Well compensation grant program FAQ
The well compensation grant program provides funding to eligible landowners or renters to replace, reconstruct, or treat contaminated private water supplies that serve a residence or provide water to livestock. Learn more about eligibility at well compensation grants.
- Where do I find my Wisconsin income on my Wisconsin income tax return?
To find the income line on your Wisconsin Income Tax Return look for the line that reads “this is your Wisconsin income”. This is the total that determines if you are eligible to apply for a well compensation grant. There will be a reduction in your reimbursement for all income over $45,000 as well. See details on the Special Funding tab.
- Is the grant award I receive taxable income by the IRS?

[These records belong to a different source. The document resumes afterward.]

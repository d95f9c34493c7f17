//! Competition invitation entity.
//!
//! An invitation is created by the competition creator in `PENDING` state and
//! answered by the invitee with [`Invitation::accept`] or
//! [`Invitation::decline`]. Both commands return a new value and leave the
//! receiver untouched. Expiry is decided by the backend and only ever arrives
//! through [`Invitation::from_persistence`].

use chrono::{DateTime, Utc};
use serde::{Deserialize, Serialize};
use std::hash::{Hash, Hasher};
use validator::Validate;

use super::invitation_status::InvitationStatus;
use super::status::StatusLifecycle;
use crate::error::DomainError;

/// Maximum characters in an invitation's personal message.
pub const MAX_PERSONAL_MESSAGE_LENGTH: usize = 500;

/// Input for creating a new invitation.
///
/// New invitations always start out pending, so the input carries no status.
#[derive(Debug, Clone, Deserialize, Validate)]
#[serde(rename_all = "camelCase")]
pub struct NewInvitation {
    #[validate(custom(function = "shared::validation::validate_not_blank"))]
    pub id: String,

    #[validate(custom(function = "shared::validation::validate_not_blank"))]
    pub competition_id: String,

    #[validate(custom(function = "shared::validation::validate_not_blank"))]
    pub inviter_id: String,

    #[validate(email(message = "Invalid email address"))]
    pub invitee_email: String,

    pub invitee_user_id: Option<String>,

    #[validate(length(max = 500, message = "Personal message must be at most 500 characters"))]
    pub personal_message: Option<String>,

    pub expires_at: Option<DateTime<Utc>>,
}

/// Flat wire representation of an invitation.
///
/// This is the JSON body exchanged with the invitation endpoints. Status is
/// kept as its raw token so that hydration reports unknown values as domain
/// errors rather than decode failures.
#[derive(Debug, Clone, PartialEq, Eq, Serialize, Deserialize)]
#[serde(rename_all = "camelCase")]
pub struct InvitationRecord {
    pub id: String,
    pub competition_id: String,
    pub inviter_id: String,
    pub invitee_email: String,
    pub invitee_user_id: Option<String>,
    pub status: String,
    pub personal_message: Option<String>,
    pub expires_at: Option<DateTime<Utc>>,
    pub responded_at: Option<DateTime<Utc>>,
    pub created_at: DateTime<Utc>,
    pub updated_at: DateTime<Utc>,
}

/// Invitation to join a competition.
///
/// Equality is by id: two snapshots of the same invitation compare equal even
/// when their status differs.
#[derive(Debug, Clone)]
pub struct Invitation {
    id: String,
    competition_id: String,
    inviter_id: String,
    invitee_email: String,
    invitee_user_id: Option<String>,
    status: InvitationStatus,
    personal_message: Option<String>,
    expires_at: Option<DateTime<Utc>>,
    responded_at: Option<DateTime<Utc>>,
    created_at: DateTime<Utc>,
    updated_at: DateTime<Utc>,
}

impl Invitation {
    /// Creates a pending invitation stamped with the current time.
    pub fn create(input: NewInvitation) -> Result<Self, DomainError> {
        Self::create_at(input, Utc::now())
    }

    pub fn create_at(input: NewInvitation, now: DateTime<Utc>) -> Result<Self, DomainError> {
        input.validate()?;

        Ok(Self {
            id: input.id,
            competition_id: input.competition_id,
            inviter_id: input.inviter_id,
            invitee_email: input.invitee_email,
            invitee_user_id: input.invitee_user_id,
            status: InvitationStatus::Pending,
            personal_message: input.personal_message,
            expires_at: input.expires_at,
            responded_at: None,
            created_at: now,
            updated_at: now,
        })
    }

    /// Rebuilds an invitation from a backend record. Any valid status is accepted.
    pub fn from_persistence(record: InvitationRecord) -> Result<Self, DomainError> {
        require_present("id", &record.id)?;
        require_present("competitionId", &record.competition_id)?;
        require_present("inviterId", &record.inviter_id)?;
        require_present("inviteeEmail", &record.invitee_email)?;

        let status: InvitationStatus = record.status.parse()?;

        if let Some(message) = &record.personal_message {
            let length = message.chars().count();
            if length > MAX_PERSONAL_MESSAGE_LENGTH {
                return Err(DomainError::invalid_value(
                    "invitation",
                    "personalMessage",
                    format!(
                        "Must be at most {} characters, got {}",
                        MAX_PERSONAL_MESSAGE_LENGTH, length
                    ),
                ));
            }
        }

        if status.is_pending() && record.responded_at.is_some() {
            return Err(DomainError::invalid_value(
                "invitation",
                "respondedAt",
                "A pending invitation cannot have a response time",
            ));
        }

        Ok(Self {
            id: record.id,
            competition_id: record.competition_id,
            inviter_id: record.inviter_id,
            invitee_email: record.invitee_email,
            invitee_user_id: record.invitee_user_id,
            status,
            personal_message: record.personal_message,
            expires_at: record.expires_at,
            responded_at: record.responded_at,
            created_at: record.created_at,
            updated_at: record.updated_at,
        })
    }

    /// Flattens the invitation into its wire record.
    pub fn to_persistence(&self) -> InvitationRecord {
        InvitationRecord {
            id: self.id.clone(),
            competition_id: self.competition_id.clone(),
            inviter_id: self.inviter_id.clone(),
            invitee_email: self.invitee_email.clone(),
            invitee_user_id: self.invitee_user_id.clone(),
            status: self.status.as_str().to_string(),
            personal_message: self.personal_message.clone(),
            expires_at: self.expires_at,
            responded_at: self.responded_at,
            created_at: self.created_at,
            updated_at: self.updated_at,
        }
    }

    pub fn accept(&self) -> Result<Self, DomainError> {
        self.accept_at(Utc::now())
    }

    pub fn accept_at(&self, now: DateTime<Utc>) -> Result<Self, DomainError> {
        self.respond(InvitationStatus::Accepted, now)
    }

    pub fn decline(&self) -> Result<Self, DomainError> {
        self.decline_at(Utc::now())
    }

    pub fn decline_at(&self, now: DateTime<Utc>) -> Result<Self, DomainError> {
        self.respond(InvitationStatus::Declined, now)
    }

    fn respond(&self, target: InvitationStatus, now: DateTime<Utc>) -> Result<Self, DomainError> {
        self.status.validate_transition(target)?;

        tracing::debug!(
            invitation_id = %self.id,
            from = %self.status,
            to = %target,
            "Invitation status transition"
        );

        Ok(Self {
            status: target,
            responded_at: Some(now),
            updated_at: now,
            ..self.clone()
        })
    }

    pub fn is_pending(&self) -> bool {
        self.status.is_pending()
    }

    pub fn is_accepted(&self) -> bool {
        self.status.is_accepted()
    }

    pub fn is_declined(&self) -> bool {
        self.status.is_declined()
    }

    pub fn is_expired(&self) -> bool {
        self.status.is_expired()
    }

    pub fn is_terminal(&self) -> bool {
        self.status.is_terminal()
    }

    pub fn id(&self) -> &str {
        &self.id
    }

    pub fn competition_id(&self) -> &str {
        &self.competition_id
    }

    pub fn inviter_id(&self) -> &str {
        &self.inviter_id
    }

    pub fn invitee_email(&self) -> &str {
        &self.invitee_email
    }

    pub fn invitee_user_id(&self) -> Option<&str> {
        self.invitee_user_id.as_deref()
    }

    pub fn status(&self) -> InvitationStatus {
        self.status
    }

    pub fn personal_message(&self) -> Option<&str> {
        self.personal_message.as_deref()
    }

    pub fn expires_at(&self) -> Option<DateTime<Utc>> {
        self.expires_at
    }

    pub fn responded_at(&self) -> Option<DateTime<Utc>> {
        self.responded_at
    }

    pub fn created_at(&self) -> DateTime<Utc> {
        self.created_at
    }

    pub fn updated_at(&self) -> DateTime<Utc> {
        self.updated_at
    }
}

impl PartialEq for Invitation {
    fn eq(&self, other: &Self) -> bool {
        self.id == other.id
    }
}

impl Eq for Invitation {}

impl Hash for Invitation {
    fn hash<H: Hasher>(&self, state: &mut H) {
        self.id.hash(state);
    }
}

impl TryFrom<InvitationRecord> for Invitation {
    type Error = DomainError;

    fn try_from(record: InvitationRecord) -> Result<Self, Self::Error> {
        Self::from_persistence(record)
    }
}

impl From<&Invitation> for InvitationRecord {
    fn from(invitation: &Invitation) -> Self {
        invitation.to_persistence()
    }
}

fn require_present(field: &'static str, value: &str) -> Result<(), DomainError> {
    shared::validation::validate_not_blank(value)
        .map_err(|_| DomainError::invalid_value("invitation", field, "Must not be empty"))
}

Yes, the grant amount you receive is considered taxable income by the IRS and must be reported as income. For income tax filing purposes, awards to individuals are considered “other income” by the Department of Internal Revenue Service (IRS). The Department of Natural Resources is required by the IRS to send a 1099G for tax filing purposes as a result of payment for this grant award claim. If the claimant is concerned with how the receipt of the payment might affect their standing to receive food stamps, Medicare, or other such services or programs, the claimant may wish to check with a representative of that program, social worker or other such person. Additional information regarding income tax issues can be obtained at www.irs.gov or the IRS hotline 1-800-829-1040.
- How much money can I get?
The well compensation program presently provides 75 percent of eligible costs up to a maximum grant amount of $9,000. For example, if the eligible cost of replacing your contaminated well is $10,000, the state grant share would be $7,500. If, however, your total costs are over $12,000 the largest grant you can receive is $9,000. You are responsible for paying a minimum of $250 and the segment of the costs not covered by the grant. If you receive funding from any other private sources to cover some or all of the costs of your replacement water supply, your grant may be reduced if the sum of the Well Compensation Grant and the other grant exceeds 100 percent of the eligible costs.
Family income may not exceed $65,000 for the prior calendar year. An income reduction of 30 percent starts at $45,000.
Example calculation Amount of family income the previous tax year = $55,000 Difference between last year’s family income and the income reduction amount for this program = $55,000 - $45,000 = $10,000 Amount above the income reduction amount times adjustment parameter = reimbursement reduction $10,000 x 0.3 = $3,000 Conclusion: Maximum reimbursement under this program = $9,000 Reduction because of higher income (from calculation above) = $3,000 Amount of reimbursement check = $6,000
- What costs am I responsible for?
Since you will enter into contract with well driller or licenses pump installer for their services, you are responsible to pay 100 percent of those costs. A Well Compensation grant from the DNR will not cover 100 percent of these costs. To ensure that well driller is paid, it is DNR practice to mail your grant payment check to the well driller or licensed pump installer, unless you provide the DNR with an invoice marked “paid in full” and signed and dated by the well driller or licenses pump installer at the time you submit reimbursement request form.